Consequently, in God the distinguishing relation belongs essentially
to both.
Reply Obj. 2: By paternity the Father is not only Father, but is a
person, and is "someone," or a hypostasis. It does not follow,
however, that the Son is not "someone" or a hypostasis; just as it
does not follow that He is not a person.
Reply Obj. 3: Augustine does not mean to say that the hypostasis of
the Father would remain as unbegotten, if His paternity were removed,
as if innascibility constituted and distinguished the hypostasis of
the Father; for this would be impossible, since "being unbegotten"
says nothing positive and is only a negation, as he himself says. But
he speaks in a general sense, forasmuch as not every unbegotten being
is the Father. So, if paternity be removed, the hypostasis of the
Father does not remain in God, as distinguished from the other
persons, but only as distinguished from creatures; as the Jews
understand it.
_______________________
FOURTH ARTICLE [I, Q. 40, Art. 4]
Whether the properties presuppose the notional acts?
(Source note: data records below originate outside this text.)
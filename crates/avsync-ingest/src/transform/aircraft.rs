//! Fleet reference data: categories, types and aircraft

use super::fields::{Fields, Record};
use super::Normalised;
use crate::config::TransformConfig;
use crate::error::RecordError;
use crate::lookup::LookupCache;
use crate::stage::Stage;

pub(super) fn category(fields: &Fields<'_>, _: &LookupCache, _: &TransformConfig) -> Normalised {
    let name = fields.required_text("name")?;

    // The source has no separate category code
    let record = Record::new().set("code", name.clone()).set("name", name);
    Ok(Some(record.into_map()))
}

pub(super) fn aircraft_type(
    fields: &Fields<'_>,
    lookups: &LookupCache,
    _: &TransformConfig,
) -> Normalised {
    let name = fields.required_text("name")?;
    let manufacturer = fields.text("manufacturer");
    let description = match &manufacturer {
        Some(manufacturer) => format!("{manufacturer} {name}"),
        None => name.clone(),
    };
    let category_id =
        fields.optional_reference("aircraftCategoryID", Stage::AircraftCategories, lookups)?;

    let record = Record::new()
        .set("name", name)
        .set_opt("code", fields.text("code"))
        .set_opt("manufacturer", manufacturer)
        .set("description", description)
        .set_opt("aircraft_category_id", category_id);
    Ok(Some(record.into_map()))
}

pub(super) fn aircraft(
    fields: &Fields<'_>,
    lookups: &LookupCache,
    _: &TransformConfig,
) -> Normalised {
    // Only active aircraft under management are synchronised
    let active = fields.flag("active")?.unwrap_or(false);
    let managed = fields.flag("managed")?.unwrap_or(false);
    if !(active && managed) {
        return Ok(None);
    }

    let tail_number = fields
        .upper("tailNumber")
        .ok_or_else(|| RecordError::validation("tailNumber", "missing required value"))?;

    let max_pax = fields.integer("capacity")?;
    if let Some(pax) = max_pax.filter(|pax| *pax < 0) {
        return Err(RecordError::validation("capacity", format!("negative capacity {pax}")));
    }

    let type_id = fields.optional_reference("aircraftModelID", Stage::AircraftTypes, lookups)?;
    let category_id =
        fields.optional_reference("aircraftCategoryID", Stage::AircraftCategories, lookups)?;

    let record = Record::new()
        .set("tail_number", tail_number)
        .set_opt(
            "serial_number",
            fields.text("serialNumber").or_else(|| fields.text("displayTypeCode")),
        )
        .set_opt("display_type", fields.text("displayTypeCode"))
        .set_opt("aircraft_type_id", type_id)
        .set_opt("aircraft_category_id", category_id)
        .set_opt("max_pax", max_pax)
        .set_opt("home_base", fields.upper("homebase"))
        .set_opt("owner_name", fields.text("vendorName"))
        .set("is_active", true);
    Ok(Some(record.into_map()))
}
//! Idempotent, batched loading into the target store

use crate::error::{ErrorKind, PipelineError, StoreError};
use crate::stage::Stage;
use crate::store::TargetStore;
use crate::types::{AppliedRecord, CanonicalRecord, LoadResult, OperatorId, RecordFailure, TargetId};
use std::sync::Arc;
use tracing::{debug, warn};

/// What a load committed
#[derive(Debug, Default)]
pub struct LoadOutcome {
    pub result: LoadResult,
    /// Records the store rejected
    pub failures: Vec<RecordFailure>,
    /// Natural key to target id of every committed record
    pub keys: Vec<(String, TargetId)>,
}

impl LoadOutcome {
    fn absorb(&mut self, applied: Vec<AppliedRecord>) {
        for record in applied {
            self.result.record(record.outcome);
            self.keys.push((record.natural_key, record.target_id));
        }
    }
}

pub struct Loader {
    store: Arc<dyn TargetStore>,
    batch_size: usize,
}

impl Loader {
    pub fn new(store: Arc<dyn TargetStore>, batch_size: usize) -> Self {
        Self {
            store,
            batch_size: batch_size.max(1),
        }
    }

    /// Upsert the records in atomic chunks.
    ///
    /// A chunk rejected because of one record is retried once without it.
    /// Any other store error, or a second rejection, aborts with
    /// [`PipelineError::Load`].
    pub async fn load(
        &self,
        operator: &OperatorId,
        stage: Stage,
        records: Vec<CanonicalRecord>,
    ) -> Result<LoadOutcome, PipelineError> {
        let mut outcome = LoadOutcome::default();

        for chunk in records.chunks(self.batch_size) {
            self.load_chunk(operator, stage, chunk, &mut outcome).await?;
        }

        debug!(
            stage = %stage,
            inserted = outcome.result.inserted,
            updated = outcome.result.updated,
            unchanged = outcome.result.unchanged,
            failed = outcome.result.failed,
            "Loaded records"
        );
        Ok(outcome)
    }

    async fn load_chunk(
        &self,
        operator: &OperatorId,
        stage: Stage,
        chunk: &[CanonicalRecord],
        outcome: &mut LoadOutcome,
    ) -> Result<(), PipelineError> {
        let (natural_key, reason) = match self.store.apply_batch(operator, stage, chunk).await {
            Ok(applied) => {
                outcome.absorb(applied);
                return Ok(());
            },
            Err(StoreError::Rejected {
                natural_key,
                reason,
            }) => (natural_key, reason),
            Err(err) => {
                return Err(PipelineError::Load {
                    stage,
                    message: err.to_string(),
                })
            },
        };

        warn!(
            stage = %stage,
            natural_key = %natural_key,
            reason = %reason,
            "Store rejected record, retrying batch without it"
        );

        let remaining: Vec<CanonicalRecord> = chunk
            .iter()
            .filter(|record| record.natural_key != natural_key)
            .cloned()
            .collect();
        outcome.result.failed += (chunk.len() - remaining.len()) as u64;
        outcome.failures.push(RecordFailure {
            natural_key: Some(natural_key.clone()),
            kind: ErrorKind::Rejected,
            message: reason,
        });

        if remaining.is_empty() {
            return Ok(());
        }

        match self.store.apply_batch(operator, stage, &remaining).await {
            Ok(applied) => {
                outcome.absorb(applied);
                Ok(())
            },
            Err(err) => Err(PipelineError::Load {
                stage,
                message: format!("batch failed again after excluding '{natural_key}': {err}"),
            }),
        }
    }
}

#[cfg(test)]
#[allow(clippy::unwrap_used, clippy::expect_used)]
mod tests {
    use super::*;
    use crate::store::MemoryStore;
    use serde_json::{json, Map};

    fn operator() -> OperatorId {
        OperatorId::new("acme").unwrap()
    }

    fn records(count: usize) -> Vec<CanonicalRecord> {
        (0..count)
            .map(|i| {
                let mut data = Map::new();
                data.insert("name".into(), json!(format!("Crew {i}")));
                CanonicalRecord::new(Stage::Crew, format!("p-{i}"), data)
            })
            .collect()
    }

    #[tokio::test]
    async fn test_load_is_chunked_and_idempotent() {
        let store = Arc::new(MemoryStore::new());
        let loader = Loader::new(store.clone(), 4);

        let first = loader.load(&operator(), Stage::Crew, records(10)).await.unwrap();
        assert_eq!(first.result.inserted, 10);
        assert_eq!(first.keys.len(), 10);
        assert_eq!(store.batches_applied(), 3);

        let second = loader.load(&operator(), Stage::Crew, records(10)).await.unwrap();
        assert_eq!(second.result.inserted, 0);
        assert_eq!(second.result.unchanged, 10);
    }

    #[tokio::test]
    async fn test_rejected_record_is_excluded_and_chunk_retried() {
        let store = Arc::new(MemoryStore::new());
        store.reject_key(Stage::Crew, "p-2");
        let loader = Loader::new(store.clone(), 5);

        let outcome = loader.load(&operator(), Stage::Crew, records(5)).await.unwrap();
        assert_eq!(outcome.result.inserted, 4);
        assert_eq!(outcome.result.failed, 1);
        assert_eq!(outcome.failures[0].natural_key.as_deref(), Some("p-2"));
        assert_eq!(outcome.failures[0].kind, ErrorKind::Rejected);
        assert_eq!(store.record_count(&operator(), Stage::Crew), 4);
    }

    #[tokio::test]
    async fn test_second_rejection_aborts_the_load() {
        let store = Arc::new(MemoryStore::new());
        store.reject_key(Stage::Crew, "p-1");
        store.reject_key(Stage::Crew, "p-3");
        let loader = Loader::new(store.clone(), 5);

        let err = loader.load(&operator(), Stage::Crew, records(5)).await.unwrap_err();
        assert_eq!(err.kind(), ErrorKind::Load);
        assert_eq!(store.record_count(&operator(), Stage::Crew), 0);
    }
}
Objection 1: It would seem that the notional acts are understood
before the properties. For the Master of the Sentences says (Sent. i,
D, xxvii) that "the Father always is, because He is ever begetting the
Son." So it seems that generation precedes paternity in the order of
intelligence.
Obj. 2: Further, in the order of intelligence every relation
presupposes that on which it is founded; as equality presupposes
quantity. But paternity is a relation founded on the action of
generation. Therefore paternity presupposes generation.
Obj. 3: Further, active generation is to paternity as nativity is
to filiation. But filiation presupposes nativity; for the Son is so
called because He is born. Therefore paternity also presupposes
generation.
_On the contrary,_ Generation is the operation of the person of the
Father. But paternity constitutes the person of the Father. Therefore
in the order of intelligence, paternity is prior to generation.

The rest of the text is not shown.